Brine shrimp harvest boom on Great Salt Lake

 

Utah’s brine shrimp industry collected a bumper harvest of Artemia cysts from Great Salt Lake this season, a welcome relief after three devastating years when the resource appeared to have all but vanished.

Breaking all previous records, the 2000 harvest measured 19.3 million pounds of raw, wet eggs in a seven-week season that began Oct. 11 and closed Nov. 27. The boom was attributed to fluke weather conditions.

“Several weather factors – an unseasonably dry and warm winter with a dry spring and late fall last year – meant that there was a third generation of adults bearing eggs,” said Don Leonard, president of the Utah Artemia Association.

Harvesters have suffered record lows since the 1997-98 season, when the numbers settled at 6.1 million pounds, then dropped to 4.6 million pounds in 1998-1999, and fell again to 2.6 million pounds last year.

“I’d like to be able to say that the resource has turned around”, said Leonard, “and that we could count on a harvest like this from now on. But in actuality, weather predictions indicate that this is more likely a one-year fluke”.

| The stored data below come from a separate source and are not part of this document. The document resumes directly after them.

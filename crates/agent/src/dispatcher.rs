//! Side effects of a fired or recovered rule.
//!
//! [`ActionDispatcher`] renders the message, runs the rule's shell command
//! (fires only) and sends the notification. Each action runs on its own
//! detached task so a slow transport or a long command never delays the
//! evaluation pass that triggered it.

use std::sync::Arc;

use zerostat_core::alert::{AlertRule, NotificationChannel};
use zerostat_core::template::render_message;
use zerostat_events::{Notifier, NotifyError};

use crate::shell::ShellRunner;

/// Fixed body of a manual test notification.
pub const TEST_MESSAGE: &str = "ZeroStat Test Message - System Successfully Verified!";

/// Receiver of evaluator decisions. Implementations must not block.
pub trait ActionSink: Send + Sync {
    fn fire(&self, rule: &AlertRule, value: f64, is_recovery: bool);
}

pub struct ActionDispatcher {
    notifier: Arc<Notifier>,
    shell: Arc<ShellRunner>,
    hostname: String,
}

impl ActionDispatcher {
    pub fn new(notifier: Arc<Notifier>, shell: ShellRunner, hostname: impl Into<String>) -> Self {
        Self {
            notifier,
            shell: Arc::new(shell),
            hostname: hostname.into(),
        }
    }

    pub fn notifier(&self) -> &Arc<Notifier> {
        &self.notifier
    }

    pub fn hostname(&self) -> &str {
        &self.hostname
    }

    /// Send [`TEST_MESSAGE`] on `channel` and wait for the result.
    pub async fn send_test(&self, channel: NotificationChannel) -> Result<(), NotifyError> {
        let result = self.notifier.send(channel, TEST_MESSAGE).await;
        match &result {
            Ok(()) => tracing::info!(%channel, "Test notification sent"),
            Err(e) => tracing::warn!(%channel, error = %e, "Test notification failed"),
        }
        result
    }
}

impl ActionSink for ActionDispatcher {
    fn fire(&self, rule: &AlertRule, value: f64, is_recovery: bool) {
        let message = render_message(&rule.definition, &self.hostname, value, is_recovery);

        if !is_recovery {
            if let Some(command) = rule.definition.command() {
                let shell = Arc::clone(&self.shell);
                let rule_id = rule.id.clone();
                let command = command.to_string();
                tokio::spawn(async move {
                    shell.execute(&rule_id, &command).await;
                });
            }
        }

        let channel = rule.definition.channel;
        if channel == NotificationChannel::None {
            return;
        }

        let notifier = Arc::clone(&self.notifier);
        let rule_id = rule.id.clone();
        tokio::spawn(async move {
            match notifier.send(channel, &message).await {
                Ok(()) => {
                    tracing::debug!(rule_id = %rule_id, %channel, is_recovery, "Notification delivered");
                }
                Err(NotifyError::NotConfigured { channel }) => {
                    tracing::warn!(rule_id = %rule_id, channel, "Notification channel not configured, skipping");
                }
                Err(e) => {
                    tracing::error!(rule_id = %rule_id, %channel, error = %e, "Notification delivery failed");
                }
            }
        });
    }
}

// ---------------------------------------------------------------------------
// Tests
// ---------------------------------------------------------------------------

#[cfg(test)]
mod tests {
    use assert_matches::assert_matches;
    use zerostat_events::NotificationConfig;

    use super::*;

    fn dispatcher() -> ActionDispatcher {
        ActionDispatcher::new(
            Arc::new(Notifier::new(NotificationConfig::default())),
            ShellRunner::default(),
            "test-host",
        )
    }

    #[tokio::test]
    async fn send_test_reports_missing_configuration() {
        let d = dispatcher();
        assert_matches!(
            d.send_test(NotificationChannel::Telegram).await,
            Err(NotifyError::NotConfigured { channel: "telegram" })
        );
    }

    #[tokio::test]
    async fn send_test_on_none_is_ok() {
        assert!(dispatcher().send_test(NotificationChannel::None).await.is_ok());
    }

    #[tokio::test]
    async fn fire_without_channel_or_command_is_silent() {
        use zerostat_core::alert::{Comparison, MetricKind, RuleDefinition};

        let rule = AlertRule::new(
            "r1",
            RuleDefinition {
                metric: MetricKind::Ram,
                operator: Comparison::Greater,
                threshold: 50.0,
                duration_secs: 0,
                cooldown_secs: 0,
                message_template: String::new(),
                shell_command: None,
                channel: NotificationChannel::None,
            },
        );
        dispatcher().fire(&rule, 75.0, false);
        dispatcher().fire(&rule, 10.0, true);
    }
}
//! Point-in-time host metric readings.

use serde::{Deserialize, Serialize};

use crate::types::Timestamp;

/// One immutable reading of every tracked host metric.
///
/// Produced once per sampling call and never mutated afterwards; the
/// sampler shares it behind an `Arc` between the caller and the history.
#[derive(Debug, Clone, PartialEq, Serialize, Deserialize)]
pub struct MetricSnapshot {
    /// When the reading was taken.
    pub taken_at: Timestamp,
    /// Global CPU utilization (0-100).
    pub cpu_percent: f64,
    /// Number of logical CPUs.
    pub cpu_cores: usize,
    pub mem_used_bytes: u64,
    pub mem_total_bytes: u64,
    /// `mem_used_bytes / mem_total_bytes` as a percentage, 0 when total is 0.
    pub mem_percent: f64,
    pub disk_used_bytes: u64,
    pub disk_total_bytes: u64,
    /// `disk_used_bytes / disk_total_bytes` as a percentage, 0 when total is 0.
    pub disk_percent: f64,
    /// Cumulative bytes received across all interfaces.
    pub net_rx_bytes: u64,
    /// Cumulative bytes transmitted across all interfaces.
    pub net_tx_bytes: u64,
    /// Receive rate in bytes/second since the previous snapshot (0 on the first).
    pub net_rx_rate: f64,
    /// Transmit rate in bytes/second since the previous snapshot (0 on the first).
    pub net_tx_rate: f64,
}

impl MetricSnapshot {
    /// An all-zero snapshot taken at `taken_at`.
    pub fn empty(taken_at: Timestamp) -> Self {
        Self {
            taken_at,
            cpu_percent: 0.0,
            cpu_cores: 0,
            mem_used_bytes: 0,
            mem_total_bytes: 0,
            mem_percent: 0.0,
            disk_used_bytes: 0,
            disk_total_bytes: 0,
            disk_percent: 0.0,
            net_rx_bytes: 0,
            net_tx_bytes: 0,
            net_rx_rate: 0.0,
            net_tx_rate: 0.0,
        }
    }
}

/// `used / total * 100`, or 0 when `total` is 0.
pub fn percent(used: u64, total: u64) -> f64 {
    if total > 0 {
        (used as f64 / total as f64) * 100.0
    } else {
        0.0
    }
}

// ---------------------------------------------------------------------------
// Tests
// ---------------------------------------------------------------------------
//! Periodic alert rule evaluation.
//!
//! Drives [`Evaluator::tick`] on a fixed `tokio::time::interval`. A pass
//! that overruns the interval delays the next tick rather than dropping it,
//! and passes never overlap because each one is awaited inside the loop.

use std::sync::Arc;
use std::time::Duration;

use tokio_util::sync::CancellationToken;
use zerostat_agent::evaluator::Evaluator;

/// Run the evaluation loop until `cancel` is triggered.
pub async fn run(evaluator: Arc<Evaluator>, interval: Duration, cancel: CancellationToken) {
    tracing::info!(interval_secs = interval.as_secs(), "Rule evaluation loop started");

    let mut ticker = tokio::time::interval(interval);

    loop {
        tokio::select! {
            _ = cancel.cancelled() => {
                tracing::info!("Rule evaluation loop stopping");
                break;
            }
            _ = ticker.tick() => {
                let summary = evaluator.tick().await;
                if summary.fired > 0 || summary.recovered > 0 {
                    tracing::debug!(
                        evaluated = summary.evaluated,
                        fired = summary.fired,
                        recovered = summary.recovered,
                        "Evaluation pass complete"
                    );
                }
            }
        }
    }
}
//! Runtime settings for the sampler, evaluator and shell runner.

use std::path::PathBuf;
use std::str::FromStr;
use std::time::Duration;

/// Default evaluation cadence.
pub const DEFAULT_TICK_SECS: u64 = 3;

/// Default hard timeout for rule shell commands.
pub const DEFAULT_SHELL_TIMEOUT_SECS: u64 = 30;

/// Agent configuration loaded from environment variables.
#[derive(Debug, Clone)]
pub struct AgentConfig {
    /// Directory holding `rules.json` and `notifications.json`.
    pub data_dir: PathBuf,
    pub tick_secs: u64,
    pub shell_timeout_secs: u64,
    /// Mount point whose usage feeds the `Disk` metric.
    pub disk_mount: PathBuf,
}

impl AgentConfig {
    /// Load configuration from environment variables with defaults.
    ///
    /// | Env Var                        | Default |
    /// |--------------------------------|---------|
    /// | `ZEROSTAT_DATA_DIR`            | `data`  |
    /// | `ZEROSTAT_TICK_SECS`           | `3`     |
    /// | `ZEROSTAT_SHELL_TIMEOUT_SECS`  | `30`    |
    /// | `ZEROSTAT_DISK_MOUNT`          | `/`     |
    pub fn from_env() -> Self {
        let data_dir = std::env::var("ZEROSTAT_DATA_DIR")
            .ok()
            .filter(|v| !v.trim().is_empty())
            .unwrap_or_else(|| "data".into());

        let disk_mount = std::env::var("ZEROSTAT_DISK_MOUNT")
            .ok()
            .filter(|v| !v.trim().is_empty())
            .unwrap_or_else(|| "/".into());

        Self {
            data_dir: PathBuf::from(data_dir),
            tick_secs: env_parse("ZEROSTAT_TICK_SECS", DEFAULT_TICK_SECS).max(1),
            shell_timeout_secs: env_parse("ZEROSTAT_SHELL_TIMEOUT_SECS", DEFAULT_SHELL_TIMEOUT_SECS),
            disk_mount: PathBuf::from(disk_mount),
        }
    }

    pub fn tick_interval(&self) -> Duration {
        Duration::from_secs(self.tick_secs)
    }

    pub fn shell_timeout(&self) -> Duration {
        Duration::from_secs(self.shell_timeout_secs)
    }

    /// Location of the persisted rule list.
    pub fn rules_path(&self) -> PathBuf {
        self.data_dir.join(crate::persistence::RULES_FILE_NAME)
    }

    /// Location of the notification settings saved through the API.
    pub fn settings_path(&self) -> PathBuf {
        self.data_dir.join(crate::persistence::SETTINGS_FILE_NAME)
    }
}

impl Default for AgentConfig {
    fn default() -> Self {
        Self {
            data_dir: PathBuf::from("data"),
            tick_secs: DEFAULT_TICK_SECS,
            shell_timeout_secs: DEFAULT_SHELL_TIMEOUT_SECS,
            disk_mount: PathBuf::from("/"),
        }
    }
}

/// Parse `key` as `T`, warning and falling back to `default` on bad input.
pub(crate) fn env_parse<T>(key: &str, default: T) -> T
where
    T: FromStr + Copy + std::fmt::Display,
{
    match std::env::var(key) {
        Ok(raw) if !raw.trim().is_empty() => raw.trim().parse().unwrap_or_else(|_| {
            tracing::warn!(key, value = %raw, %default, "Invalid number in environment, using default");
            default
        }),
        _ => default,
    }
}

// ---------------------------------------------------------------------------
// Tests
// ---------------------------------------------------------------------------
pub mod health;
pub mod notifications;
pub mod rules;
pub mod settings;
pub mod stats;

use axum::Router;

use crate::state::AppState;

/// Build the `/api/v1` route tree.
///
/// Route hierarchy:
///
/// ```text
/// /stats                      fresh metric snapshot (GET)
/// /stats/history              retained snapshots + chart points (GET)
///
/// /rules                      list, create (GET, POST)
/// /rules/{id}/toggle          flip active (POST)
/// /rules/{id}                 delete (DELETE)
///
/// /notifications/test         send a test message (POST)
///
/// /settings/notifications     channel parameters (GET, PUT)
/// ```
pub fn api_routes() -> Router<AppState> {
    Router::new()
        .nest("/stats", stats::router())
        .nest("/rules", rules::router())
        .nest("/notifications", notifications::router())
        .nest("/settings", settings::router())
}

In 1994, the Utah Division of Wildlife Resources (DWR) and Utah State University began monitoring brine shrimp populations in Great Salt Lake. A sampling protocol was established to determine when the population of Artemia is high enough to begin an annual harvest. Then, when monitoring records indicate a certain level of depletion, the harvesting season is closed to allow the remaining cysts to perpetuate the next year’s population.

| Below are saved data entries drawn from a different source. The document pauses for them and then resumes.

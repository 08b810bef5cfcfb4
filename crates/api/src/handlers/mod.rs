pub mod notifications;
pub mod rules;
pub mod settings;
pub mod stats;
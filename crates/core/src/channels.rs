//! Well-known notification channel name constants.
//!
//! These must match the `channel` values stored on alert rules and accepted
//! by the test-notification endpoint.

/// No notification; the rule only runs its shell command (if any).
pub const CHANNEL_NONE: &str = "none";

/// JSON `{ "text": ... }` POST to an external HTTP endpoint.
pub const CHANNEL_WEBHOOK: &str = "webhook";

/// Telegram bot API `sendMessage`.
pub const CHANNEL_TELEGRAM: &str = "telegram";

/// Plain-text email delivered via SMTP.
pub const CHANNEL_EMAIL: &str = "email";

The egg harvest is carried on as a commercial fishery requiring a DWR-issued permit, called a Certificate of Registration (COR), to participate. In a management move to control the harvest effort, DWR placed a limit on entrants to the fishery in 1996. Thirty-two harvesting companies are issued a maximum total of 79 permits for the season. The brine shrimp industry supports the DWR management efforts, and pays $10,000 each year to obtain each COR.

The quality of eggs, and therefore their value, is determined by their hatch rate. Top quality cysts have a hatch rate of over 90%, though a mid quality 80%-90% is still acceptable to processors. Processors dry and can the raw eggs, or use them as an ingredient in feed formulations.

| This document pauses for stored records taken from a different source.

#![allow(dead_code)]

use std::path::Path;
use std::sync::Arc;

use axum::body::Body;
use axum::http::{Method, Request};
use axum::response::Response;
use axum::Router;
use http_body_util::BodyExt;
use tower::ServiceExt;

use zerostat_agent::collector::{MetricsSource, RawReading};
use zerostat_agent::dispatcher::ActionDispatcher;
use zerostat_agent::persistence::{RuleFile, SettingsFile};
use zerostat_agent::sampler::Sampler;
use zerostat_agent::shell::ShellRunner;
use zerostat_agent::store::RuleStore;
use zerostat_api::config::ServerConfig;
use zerostat_api::router::build_app_router;
use zerostat_api::state::AppState;
use zerostat_events::{NotificationConfig, Notifier};

/// Metrics source that always reports the same host.
pub struct FixedHost;

impl MetricsSource for FixedHost {
    fn read(&mut self) -> RawReading {
        RawReading {
            cpu_percent: 42.5,
            cpu_cores: 8,
            mem_used_bytes: 4 * 1024 * 1024 * 1024,
            mem_total_bytes: 16 * 1024 * 1024 * 1024,
            disk_used_bytes: 250,
            disk_total_bytes: 1000,
            net_rx_bytes: 10_000,
            net_tx_bytes: 5_000,
        }
    }
}

/// Build a test `ServerConfig` with safe defaults.
pub fn test_config() -> ServerConfig {
    ServerConfig {
        host: "127.0.0.1".to_string(),
        port: 0,
        request_timeout_secs: 30,
    }
}

/// Build the application state with a fixed metrics source, no notification
/// channels configured, and the data files stored under `data_dir`.
pub fn test_state(data_dir: &Path) -> AppState {
    let dispatcher = Arc::new(ActionDispatcher::new(
        Arc::new(Notifier::new(NotificationConfig::default())),
        ShellRunner::default(),
        "test-host",
    ));

    AppState::new(
        test_config(),
        Arc::new(RuleStore::new()),
        Arc::new(Sampler::new(Box::new(FixedHost))),
        dispatcher,
        RuleFile::in_dir(data_dir),
        SettingsFile::in_dir(data_dir),
    )
}

/// Build the full application router with all middleware layers.
pub fn build_test_app(state: AppState) -> Router {
    build_app_router(state, &test_config())
}

pub async fn get(app: Router, uri: &str) -> Response {
    send(app, Method::GET, uri, None).await
}

pub async fn post_json(app: Router, uri: &str, body: serde_json::Value) -> Response {
    send(app, Method::POST, uri, Some(body)).await
}

pub async fn post_empty(app: Router, uri: &str) -> Response {
    send(app, Method::POST, uri, None).await
}

pub async fn put_json(app: Router, uri: &str, body: serde_json::Value) -> Response {
    send(app, Method::PUT, uri, Some(body)).await
}

pub async fn delete(app: Router, uri: &str) -> Response {
    send(app, Method::DELETE, uri, None).await
}

async fn send(app: Router, method: Method, uri: &str, body: Option<serde_json::Value>) -> Response {
    let builder = Request::builder().method(method).uri(uri);
    let request = match body {
        Some(json) => builder
            .header("content-type", "application/json")
            .body(Body::from(json.to_string()))
            .unwrap(),
        None => builder.body(Body::empty()).unwrap(),
    };
    app.oneshot(request).await.unwrap()
}

/// Collect a response body and parse it as JSON.
pub async fn body_json(response: Response) -> serde_json::Value {
    let bytes = response.into_body().collect().await.unwrap().to_bytes();
    serde_json::from_slice(&bytes).unwrap()
}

Wholesale prices for raw eggs have ranged from $5 to $25 per pound since the mid-1990s, though $9-$10 is a typical price.

It will take up to two months for the industry to know what the actual numbers are in terms of a yield weight for the 2000 harvest, but Leonard suspects that the quality of his year’s catch will prove high – certainly higher than recent past years.

“We’ve had several dismal years,” he said, referring both to the volume and quality of recent harvests.

Nauplii, baby brine shrimp that hatch from the eggs, are used to feed the early life stages of farm-raised shrimp.  There is a worldwide demand for the product and the Great Salt Lake is the dominant source of brine shrimp eggs.

The product harvested this year will not necessarily be sold this year. The processed eggs are stored, and the industry comes up with an inventory management plan that helps supply hatcheries through the lean harvest years.

“I have to say, though, that we had gotten in a situation where the cupboards were pretty bare,” admitted Leonard, citing the region’s three previous years of poor harvests.

 

The live cycle of brine shrimp in the Great Salt Lake includes a late fall production of eggs. Since food is scarce and temperatures have started to drop, the females produce eggs with hard-walled cysts that will stay dormant until the following spring, hatching when conditions are improved.

Cysts produced by females late in the season float on the lake, often as large reddish-brown streaks. These are the eggs that are harvested, with 5% to 20% left to produce a new generation of brine shrimp the following spring.

Great Salt Lake is divided into a north and south arm by a railroad causeway constructed in 1959. The north arm gets little inflow of fresh water and therefore has a high salinity level ranging between 22% and 26 %, too high for brine shrimp success.

The south arm of the lake, where the bulk of harvesting occurs, suffered from low saline levels for a few years, resulting in the growth of a type of algae that brine shrimp won’t eat. Saline levels this year increased to about 8%, one of the components for this year’s generous harvest.

Issues of low salinity and insufficient algae are ongoing for the region’s harvesters. As with any weather-dependent crop, the forces of nature make it a nickel toss as to whether it will be boom or bust.

“Weather predictions are not favourable that this is a trend,” said Leonard.

“We’ve already had a colder, earlier start to this winter.”

(article by Zoë Alexis Scott in Fish Farming News, Nov/Dec 2000)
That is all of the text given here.